Cherreads

Chapter 341 - V.4.147. Spirit Dragon Supreme

Demon Merin does not chase the sword.

He watches it return to Silan's hand like a swallow returning to its rightful nest—then turns away.

No shouting.

No unwilling roar.

Just a thin smile.

A promise to the future.

He descends again into the Frozen Abyss, the air sharpening like knives the deeper he goes. Here, silence is absolute—broken only by the faint tremor of ancient Dao.

He sits.

His Dao unfolds behind him—a devouring maw wrapped in ice and fire.

He begins.

---

Comprehending the Frozen Dao

The freezing Dao of this place is not mere cold.

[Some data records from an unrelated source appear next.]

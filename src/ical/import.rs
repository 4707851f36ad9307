use super::UID_SUFFIX;
use crate::error::{AttendanceError, AttendanceResult};
use crate::records::{AttendanceRecord, TimeOfDay, format_record_date};
use chrono::{Local, NaiveDateTime, NaiveTime};
use icalendar::parser::{Component, read_calendar, unfold};
use icalendar::{CalendarDateTime, DatePerhapsTime};

/// Parse calendar text into records, one per VEVENT.
///
/// Any event without a usable DTSTART fails the whole parse, so callers never
/// see a partial result. Events without DTEND come back as open records.
pub fn from_ics(content: &str) -> AttendanceResult<Vec<AttendanceRecord>> {
    let unfolded = unfold(content);
    let calendar = read_calendar(&unfolded).map_err(|e| AttendanceError::IcsParse(e.to_string()))?;

    calendar
        .components
        .iter()
        .filter(|c| c.name == "VEVENT")
        .enumerate()
        .map(|(idx, vevent)| to_record(idx, vevent))
        .collect()
}

fn to_record(idx: usize, vevent: &Component<'_>) -> AttendanceResult<AttendanceRecord> {
    let id = vevent
        .find_prop("UID")
        .map(|p| p.val.to_string())
        .map(|uid| uid.strip_suffix(UID_SUFFIX).map(str::to_string).unwrap_or(uid))
        .filter(|uid| !uid.is_empty())
        .unwrap_or_else(|| format!("ical-{}", idx));

    let title = vevent
        .find_prop("SUMMARY")
        .map(|p| unescape_text(p.val.as_ref()))
        .unwrap_or_default();

    let start = vevent
        .find_prop("DTSTART")
        .ok_or_else(|| AttendanceError::IcsParse(format!("event {} has no DTSTART", id)))
        .and_then(|prop| local_date_time(&id, DatePerhapsTime::try_from(prop).ok()))?;

    let end = vevent
        .find_prop("DTEND")
        .map(|prop| local_date_time(&id, DatePerhapsTime::try_from(prop).ok()))
        .transpose()?;

    let mut record = AttendanceRecord {
        id,
        date: format_record_date(start.date()),
        title,
        clock_in_time: clock_reading(start.time()),
        clock_out_time: end.map(|e| clock_reading(e.time())),
        working_hours: 0.0,
    };
    record.recompute_hours()?;
    Ok(record)
}

/// Wall-clock time of an event boundary. UTC instants are shown in the local
/// zone; zoned and floating values are taken as written.
fn local_date_time(id: &str, value: Option<DatePerhapsTime>) -> AttendanceResult<NaiveDateTime> {
    match value {
        Some(DatePerhapsTime::DateTime(CalendarDateTime::Utc(dt))) => {
            Ok(dt.with_timezone(&Local).naive_local())
        }
        Some(DatePerhapsTime::DateTime(CalendarDateTime::Floating(naive))) => Ok(naive),
        Some(DatePerhapsTime::DateTime(CalendarDateTime::WithTimezone { date_time, .. })) => {
            Ok(date_time)
        }
        Some(DatePerhapsTime::Date(date)) => Ok(date.and_time(NaiveTime::MIN)),
        None => Err(AttendanceError::IcsParse(format!(
            "event {} has an unreadable date-time",
            id
        ))),
    }
}

fn clock_reading(time: NaiveTime) -> String {
    TimeOfDay::from_naive(time).to_string()
}

fn unescape_text(value: &str) -> String {
    let mut out = String::with_capacity(value.len());
    let mut chars = value.chars();
    while let Some(c) = chars.next() {
        if c != '\\' {
            out.push(c);
            continue;
        }
        match chars.next() {
            Some('n') | Some('N') => out.push('\n'),
            Some(other) => out.push(other),
            None => out.push('\\'),
        }
    }
    out
}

It is stillness, suppression, entropy, the natural end of all motion.

The abyss assaults him immediately.

Ice creeps across his body.

Flesh cracks.

Blood crystallises.

Yet he does not defend.

Instead—

he devours.

The freezing energy pours into his Dao and splits apart under layered laws—Emotion guiding evolution, Five Elements balancing stability, Space creating containment, Devouring consuming resistance.

Fragments of law sharpen.

Concepts refine.

Days blur into months.

Months blur into years.

At last—

His Dao trembles.

A new Saint Art forms:

Frozen Silence

A technique that can stop motion—not by force, but by erasing the concept of movement itself.

But Demon Merin does not stop.

His eyes open—cold blue flame burning within—and he rises.

The cycle must continue.

---

Into the Fire Abyss

He travels south.

The air heats.

Sand becomes glass.

Ground becomes rivers of molten ore.

Fire here is not heat—it is will, change, rebirth, eruption.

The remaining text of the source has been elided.